To a certain extent, our success depends upon the general economic conditions in the geographic
market that we serve. Further adverse changes to economic conditions would likely impair loan
collections and may have a materially adverse effect on the consolidated results of operations and
financial position.
The banking industry is highly competitive, with rapid changes in product delivery systems and in
consolidation of service providers. We compete with many larger institutions in terms of asset
size. These competitors also have substantially greater technical, marketing and financial
resources. The larger size of these companies affords them the opportunity to offer some
specialized products and services not offered by us. We are constantly striving to meet the
convenience and needs of our customers and to enlarge our customer base, however, we cannot assure
that these efforts will be successful.
17
Comm Bancorp, Inc.
MANAGEMENTS DISCUSSION AND ANALYSIS (CONTINUED)
(Dollars in thousands, except per share data)

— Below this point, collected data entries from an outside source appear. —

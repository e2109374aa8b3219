// storefront_server/src/web/handlers/auth_handlers.rs

use actix_web::{web, HttpRequest, HttpResponse};
use serde::Deserialize;
use serde_json::json;
use storefront::guard::{safe_next, GuardChain};
use storefront::validation::{validate_login, FieldErrors, LoginForm, RegisterForm, Validated};
use storefront::{MessageLevel, ShopError};
use tracing::{info, instrument, warn};

use crate::errors::AppError;
use crate::state::AppState;
use crate::web::responses::{page, redirect};
use crate::web::session::Visitor;

pub const LOGIN_FAILED_MESSAGE: &str = "Please enter a correct username/email and password.";

#[derive(Deserialize, Debug)]
pub struct NextQuery {
  pub next: Option<String>,
}

fn render_register(visitor: &Visitor, form: &RegisterForm, errors: &FieldErrors) -> HttpResponse {
  page(visitor, "register", json!({ "form": form, "errors": errors }))
}

fn render_login(visitor: &Visitor, form: &LoginForm, errors: &FieldErrors) -> HttpResponse {
  let next = safe_next(form.next.as_deref());
  page(visitor, "login", json!({ "form": form, "errors": errors, "next": next }))
}

#[instrument(name = "handler::register_form", skip(visitor))]
pub async fn register_form_handler(visitor: Visitor) -> Result<HttpResponse, AppError> {
  if let Some(away) = visitor.guard(&GuardChain::anonymous(), "/register") {
    return Ok(away);
  }
  Ok(render_register(&visitor, &RegisterForm::default(), &FieldErrors::new()))
}

#[instrument(name = "handler::register", skip(app_state, visitor, form), fields(username = %form.username))]
pub async fn register_handler(
  app_state: web::Data<AppState>,
  visitor: Visitor,
  form: web::Form<RegisterForm>,
) -> Result<HttpResponse, AppError> {
  if let Some(away) = visitor.guard(&GuardChain::anonymous(), "/register") {
    return Ok(away);
  }

  let form = form.into_inner();
  match app_state.accounts.register(form.clone()).await {
    Ok(user) => {
      info!(user_id = user.id, "Registration succeeded.");
      visitor
        .session
        .push_message(MessageLevel::Success, "Registration successful. You can now log in.");
      Ok(redirect("/login"))
    }
    Err(ShopError::Validation(errors)) => {
      warn!(fields = %errors, "Registration rejected.");
      visitor
        .session
        .push_message(MessageLevel::Error, "Registration failed. Please check the form.");
      Ok(render_register(&visitor, &form, &errors))
    }
    Err(other) => Err(other.into()),
  }
}

#[instrument(name = "handler::login_form", skip(visitor, query))]
pub async fn login_form_handler(visitor: Visitor, query: web::Query<NextQuery>) -> Result<HttpResponse, AppError> {
  if let Some(away) = visitor.guard(&GuardChain::anonymous(), "/login") {
    return Ok(away);
  }
  let form = LoginForm {
    next: query.into_inner().next,
    ..LoginForm::default()
  };
  Ok(render_login(&visitor, &form, &FieldErrors::new()))
}

#[instrument(name = "handler::login", skip(req, app_state, visitor, form))]
pub async fn login_handler(
  req: HttpRequest,
  app_state: web::Data<AppState>,
  mut visitor: Visitor,
  form: web::Form<LoginForm>,
) -> Result<HttpResponse, AppError> {
  if let Some(away) = visitor.guard(&GuardChain::anonymous(), "/login") {
    return Ok(away);
  }

  let form = form.into_inner();
  let (identifier, password) = match validate_login(&form) {
    Validated::Valid(credentials) => credentials,
    Validated::Invalid(errors) => return Ok(render_login(&visitor, &form, &errors)),
  };

  match app_state.accounts.authenticate(&identifier, &password).await {
    Ok(user) => {
      visitor.login(&req, &user);
      visitor
        .session
        .push_message(MessageLevel::Success, "You are now logged in.");
      Ok(redirect(&safe_next(form.next.as_deref())))
    }
    Err(ShopError::Authentication) => {
      let mut errors = FieldErrors::new();
      errors.add("__all__", LOGIN_FAILED_MESSAGE);
      visitor
        .session
        .push_message(MessageLevel::Error, "Login failed. Please check your details.");
      Ok(render_login(&visitor, &form, &errors))
    }
    Err(other) => Err(other.into()),
  }
}

/// Drops the whole session, cart included.
#[instrument(name = "handler::logout", skip(visitor))]
pub async fn logout_handler(visitor: Visitor) -> Result<HttpResponse, AppError> {
  visitor.session.logout();
  visitor
    .session
    .push_message(MessageLevel::Success, "You have been logged out.");
  Ok(redirect("/"))
}
// storefront_server/src/db/seed.rs

use crate::state::AppState;
use storefront::models::NewProduct;
use storefront::{ShopError, StoreError};
use tracing::{info, warn};

fn demo_products() -> Vec<NewProduct> {
  [
    ("Ceramic Teapot", "A 1.2 litre stoneware teapot with a bamboo handle.", 4500),
    ("Loose Leaf Sampler", "Six 50 g tins of green, black and oolong tea.", 2800),
    ("Double-Wall Glass Mug", "Heat-resistant borosilicate glass, 350 ml.", 1200),
    ("Cast Iron Kettle", "Enamelled interior, suitable for all hobs.", 7900),
  ]
  .into_iter()
  .map(|(name, description, price)| NewProduct {
    name: name.to_string(),
    description: description.to_string(),
    price,
  })
  .collect()
}

/// Fills an empty catalog with demo products and makes sure the configured
/// staff account exists.
pub async fn seed_demo_data(state: &AppState) -> anyhow::Result<()> {
  if state.catalog.list().await?.is_empty() {
    for product in demo_products() {
      state.catalog.create(product).await?;
    }
    info!("Seeded demo products.");
  } else {
    info!("Catalog already has products; skipping product seed.");
  }

  if let Some(staff) = &state.config.staff_account {
    match state
      .accounts
      .ensure_staff(&staff.username, &staff.email, &staff.password)
      .await
    {
      Ok(user) => info!(user_id = user.id, username = %user.username, "Staff account ready."),
      Err(ShopError::Store(StoreError::Conflict(reason))) => {
        warn!(%reason, "No staff account was seeded.");
      }
      Err(other) => return Err(other.into()),
    }
  }
  Ok(())
}
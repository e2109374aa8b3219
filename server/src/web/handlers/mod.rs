// storefront_server/src/web/handlers/mod.rs

pub mod auth_handlers;
pub mod cart_handlers;
pub mod checkout_handlers;
pub mod product_handlers;

#[cfg(test)]
pub(crate) mod test_support;
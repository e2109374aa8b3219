// tests/checkout_tests.rs
mod common;

use common::*;
use serde_json::json;
use std::sync::Arc;
use storefront::models::OrderStatus;
use storefront::session::CART_KEY;
use storefront::store::memory::MemoryOrders;
use storefront::store::{CatalogStore, OrderStore};
use storefront::{Cart, SessionStore, ShopError};

#[tokio::test]
async fn test_checkout_scenario_single_line() {
  setup_tracing();
  let shop = TestShop::new();
  shop.stock(&[product(7, "Teapot", 50)]);
  let member = shop.member("alice").await;
  let session = shop.session("sess-a");
  shop.sessions.set("sess-a", CART_KEY, json!({ "7": 3 }));

  let receipt = shop.checkout.checkout(&session, &member).await.unwrap();

  assert_eq!(receipt.order.status, OrderStatus::Pending);
  assert_eq!(receipt.order.user_id, member.user_id);
  assert_eq!(receipt.order.items.len(), 1);
  let item = &receipt.order.items[0];
  assert_eq!((item.product_id, item.quantity, item.price), (7, 3, 50));
  assert_eq!(receipt.total_price(), 150);
  assert!(receipt.skipped.is_empty());
  assert_eq!(shop.sessions.get("sess-a", CART_KEY), Some(json!({})));

  let stored = shop.orders.find_order(receipt.order.id).await.unwrap().unwrap();
  assert_eq!(stored, receipt.order);
}

#[tokio::test]
async fn test_total_is_sum_of_price_times_quantity() {
  setup_tracing();
  let shop = TestShop::new();
  shop.stock(&[product(1, "A", 199), product(2, "B", 5), product(3, "C", 1000)]);
  let member = shop.member("bob").await;
  let session = shop.session("sess-b");
  let cart: Cart = vec![(1, 2), (2, 10), (3, 1)].into_iter().collect();
  session.set_cart(&cart).unwrap();

  let receipt = shop.checkout.checkout(&session, &member).await.unwrap();

  assert_eq!(receipt.order.items.len(), 3);
  assert_eq!(receipt.total_price(), 2 * 199 + 10 * 5 + 1000);
  assert!(session.cart().is_empty());
}

#[tokio::test]
async fn test_empty_cart_creates_no_order() {
  setup_tracing();
  let shop = TestShop::new();
  let member = shop.member("erin").await;
  let session = shop.session("sess-empty");

  let result = shop.checkout.checkout(&session, &member).await;

  assert!(matches!(result, Err(ShopError::EmptyCart)));
  assert_eq!(shop.orders.order_count(), 0);
}

#[tokio::test]
async fn test_order_item_price_is_a_snapshot() {
  setup_tracing();
  let shop = TestShop::new();
  shop.stock(&[product(4, "Lamp", 2500)]);
  let member = shop.member("frank").await;
  let session = shop.session("sess-snap");
  session.set_cart(&Cart::new().add(4)).unwrap();

  let receipt = shop.checkout.checkout(&session, &member).await.unwrap();
  shop.catalog.update_price(4, 9999).await.unwrap();
  shop.catalog.remove(4).await.unwrap();

  let stored = shop.orders.find_order(receipt.order.id).await.unwrap().unwrap();
  assert_eq!(stored.items[0].price, 2500);
  assert_eq!(stored.total_price(), 2500);
}

#[tokio::test]
async fn test_failed_write_rolls_back_and_keeps_cart() {
  setup_tracing();
  let orders = Arc::new(MemoryOrders::new());
  let failing = Arc::new(FailingOrders {
    inner: orders.clone(),
    items_before_failure: 1,
  });
  let shop = TestShop::with_orders(orders, failing);
  shop.stock(&[product(1, "A", 10), product(2, "B", 20)]);
  let member = shop.member("gina").await;
  let session = shop.session("sess-fail");
  let cart = Cart::new().add(1).add(2);
  session.set_cart(&cart).unwrap();

  let result = shop.checkout.checkout(&session, &member).await;

  assert!(matches!(result, Err(ShopError::Store(_))), "got {:?}", result);
  assert_eq!(shop.orders.order_count(), 0);
  assert_eq!(session.cart(), cart);
}

#[tokio::test]
async fn test_stale_entries_are_skipped_and_reported() {
  setup_tracing();
  let shop = TestShop::new();
  shop.stock(&[product(1, "Kept", 40)]);
  let member = shop.member("hank").await;
  let session = shop.session("sess-stale");
  shop.sessions.set("sess-stale", CART_KEY, json!({ "1": 2, "77": 1, "junk": 3 }));

  let receipt = shop.checkout.checkout(&session, &member).await.unwrap();

  assert_eq!(receipt.order.items.len(), 1);
  assert_eq!(receipt.total_price(), 80);
  let mut skipped = receipt.skipped.clone();
  skipped.sort();
  assert_eq!(skipped, vec!["77".to_string(), "junk".to_string()]);
  assert!(session.cart().is_empty());
}

#[tokio::test]
async fn test_only_stale_entries_is_an_empty_cart() {
  setup_tracing();
  let shop = TestShop::new();
  let member = shop.member("ivy").await;
  let session = shop.session("sess-all-stale");
  let cart = Cart::new().add(404);
  session.set_cart(&cart).unwrap();

  let result = shop.checkout.checkout(&session, &member).await;

  assert!(matches!(result, Err(ShopError::EmptyCart)));
  assert_eq!(shop.orders.order_count(), 0);
  assert_eq!(session.cart(), cart);
}

#[tokio::test(flavor = "multi_thread", worker_threads = 4)]
async fn test_concurrent_checkouts_create_one_order() {
  setup_tracing();
  let shop = Arc::new(TestShop::new());
  shop.stock(&[product(7, "Teapot", 50)]);
  let member = shop.member("jack").await;
  shop.session("sess-race").set_cart(&Cart::new().add(7).add(7)).unwrap();

  let mut tasks = Vec::new();
  for _ in 0..8 {
    let shop = shop.clone();
    let member = member.clone();
    tasks.push(tokio::spawn(async move {
      let session = shop.session("sess-race");
      shop.checkout.checkout(&session, &member).await
    }));
  }

  let mut placed = 0;
  let mut empty = 0;
  for task in tasks {
    match task.await.unwrap() {
      Ok(_) => placed += 1,
      Err(ShopError::EmptyCart) => empty += 1,
      Err(other) => panic!("unexpected checkout error: {:?}", other),
    }
  }

  assert_eq!(placed, 1);
  assert_eq!(empty, 7);
  assert_eq!(shop.orders.order_count(), 1);
  assert_eq!(shop.checkout.locks().tracked_sessions(), 0);
}

#[tokio::test]
async fn test_orders_for_user_and_status_update() {
  setup_tracing();
  let shop = TestShop::new();
  shop.stock(&[product(1, "A", 10)]);
  let member = shop.member("kim").await;
  let session = shop.session("sess-hist");

  session.set_cart(&Cart::new().add(1)).unwrap();
  let first = shop.checkout.checkout(&session, &member).await.unwrap();
  session.set_cart(&Cart::new().add(1).add(1)).unwrap();
  let second = shop.checkout.checkout(&session, &member).await.unwrap();

  let history = shop.orders.orders_for_user(member.user_id).await.unwrap();
  let ids: Vec<_> = history.iter().map(|o| o.id).collect();
  assert_eq!(ids, vec![second.order.id, first.order.id]);

  let shipped = shop.orders.set_status(first.order.id, OrderStatus::Shipped).await.unwrap();
  assert_eq!(shipped.status, OrderStatus::Shipped);
  assert_eq!(shipped.items, first.order.items);
}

Critical Accounting Policies:
Our financial statements are prepared in accordance with GAAP. The preparation of financial
statements in conformity with GAAP requires us to establish critical accounting policies and make
accounting estimates and assumptions that affect the reported amounts of assets and liabilities at
the date of
the financial statements, as well as the reported amounts of revenues and expenses during the
reporting periods.
Accounting estimates require assumptions about uncertain matters that could have a material effect
on the financial statements if a different amount within a range of estimates were used or if
estimates changed from period to period. Readers of this report should understand that estimates
are made considering facts and circumstances at a point in time, and changes in those facts and
circumstances could produce results that differ from when those estimates were made. Significant
estimates that are particularly susceptible to material change in the next year relate to the
allowance for loan losses, fair values of financial instruments and the valuations of real estate
acquired through foreclosure, deferred tax assets and liabilities and intangible assets. Actual
amounts could differ from those estimates.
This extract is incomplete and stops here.